Am 1. Mai 1873 über­nimmt Johan­nes Zieg­ler von sei­nem Schwie­ger­va­ter die Taub­stum­men­an­stalt und das Kna­ben­in­sti­tut. Damit »beginnt der eigent­li­che Beruf« von »Frau Direk­tor« oder »Mama« Zieg­ler: Die 33-Jährige ist nun Haus­mut­ter zweier Anstal­ten und gestal­tet eine Geschichte, die wir aus Sicht ihres Man­nes gut ken­nen, wesent­lich mit. Der Anteil Mat­hil­des an vie­len Ent­schei­dun­gen scheint groß gewe­sen zu sein. Jedes Bau­vor­ha­ben, den Umzug der Taub­stum­men­an­stalt – all das, was den »äußeren Rah­men die­ses großen Wer­kes mar­kierte« – besprach er mit sei­ner Frau.

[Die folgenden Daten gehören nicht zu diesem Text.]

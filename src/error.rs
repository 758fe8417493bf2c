//! Error taxonomy for the query client.

use thiserror::Error;

use crate::range::TimeRange;
use crate::template::TemplateError;

/// Why a range could not be bisected any further.
#[derive(Debug, Clone, Copy, PartialEq, Eq)]
pub enum SplitLimit {
    /// No 100 ns tick boundary lies strictly inside the range.
    TooNarrow,
    /// The recursion hit the configured depth cap.
    MaxDepth(u32),
}

impl std::fmt::Display for SplitLimit {
    fn fmt(&self, f: &mut std::fmt::Formatter<'_>) -> std::fmt::Result {
        match self {
            SplitLimit::TooNarrow => write!(f, "range cannot be narrowed further"),
            SplitLimit::MaxDepth(depth) => write!(f, "bisection depth limit {depth} reached"),
        }
    }
}

/// Errors surfaced by rendering, transport, decoding and bisection.
///
/// Every variant is fatal for the fetch that produced it; nothing is
/// retried at this layer.
#[derive(Error, Debug)]
pub enum QueryError {
    #[error("template error: {0}")]
    Template(#[from] TemplateError),

    #[error("invalid time range: start {start} is after end {end}")]
    InvalidRange { start: String, end: String },

    #[error("transport error: {0}")]
    Transport(#[from] reqwest::Error),

    #[error("unexpected HTTP status {status}: {body}")]
    UnexpectedStatus { status: u16, body: String },

    #[error("bad query (HTTP 400): {body}")]
    BadQuery { body: String },

    #[error("authorization failed (HTTP 403): the access token is invalid or expired")]
    Authorization,

    #[error("malformed response: {0}")]
    MalformedResponse(String),

    #[error("response has no PrimaryResult table")]
    NoPrimaryResult,

    #[error("query failed on the service side ({code}): {message}")]
    Service { code: String, message: String },

    #[error("result for {range} is still too large: {limit}")]
    UnsplittableRange { range: TimeRange, limit: SplitLimit },

    #[error("cannot concatenate tables with different columns: {left:?} vs {right:?}")]
    SchemaMismatch {
        left: Vec<String>,
        right: Vec<String>,
    },

    #[error("fetch cancelled")]
    Cancelled,

    #[error("invalid configuration: {0}")]
    Config(String),

    #[error("token acquisition failed: {0}")]
    Auth(String),
}

impl QueryError {
    /// True for the errors that originate in the transport layer.
    pub fn is_transport(&self) -> bool {
        matches!(
            self,
            QueryError::Transport(_) | QueryError::UnexpectedStatus { .. }
        )
    }
}

impl From<serde_json::Error> for QueryError {
    fn from(err: serde_json::Error) -> Self {
        QueryError::MalformedResponse(err.to_string())
    }
}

Während Johan­nes Zieg­ler als Direk­tor und Stra­tege wirkte, lag »das Aus­stat­ten der Häuser im Innern, die vie­len Anschaf­fun­gen, die Anstel­lung und Anlei­tung der Dienst­bo­ten, das Ver­sor­gen der immer größer wer­den­den Anstalts­ge­meinde «, ganz in Mat­hilde Zieg­lers Händen. Tag für Tag orga­ni­siert sie eine Großküche für mehr als 200 Inter­nats­in­sas­sen, schnei­det selbst das Brot, teilt But­ter zu, zer­legt Fleisch. Dane­ben sind Häuser zu rei­ni­gen, Wäsche zu pfle­gen, der Schlaf­saal zu säubern. Der unend­li­che Kreis­lauf von Haus­ar­bei­ten, die nie­mals wirk­lich enden. Viele Jahre litt sie »unter hef­ti­gem Ner­ven­kopf­weh, das mor­gens beson­ders schmerz­haft war. Trotz­dem stand sie auf, band ein Tuch straff um den Kopf und ging an die Arbeit.«

1907 stirbt »Direk­tor Zieg­ler«. In sei­nem letz­ten Wil­len verfügt er, dass man die Anstal­ten künftig als Verein orga­ni­sie­ren solle. Sei­ner Witwe räumt er wich­tige Ent­schei­dungs­macht ein, die sie auch wahr­nimmt, indem sie dar­auf dringt, »daß die Neue­rung nun­mehr endgültig durch­geführt werde«. Ihre Arbeit setzt sie noch zwei Jahre fort. Dann zieht sie, mit fast 70, ins »Haus Salem« am Saal­platz und fin­det dort ihre lange ersehnte Ruhe. 16 Jahre später, am 16. August 1926, schließt die 86-Jährige für immer ihre Augen. »Ein Stück Wil­helms­dor­fer Geschichte hat damit sei­nen Abschluss gefun­den «, heißt es im Nach­ruf. Heute lie­gen Mat­hilde und Johan­nes Zieg­ler gemein­sam auf dem Fried­hof in Wil­helms­dorf – rund 150 Meter vom Saal­platz ent­fernt.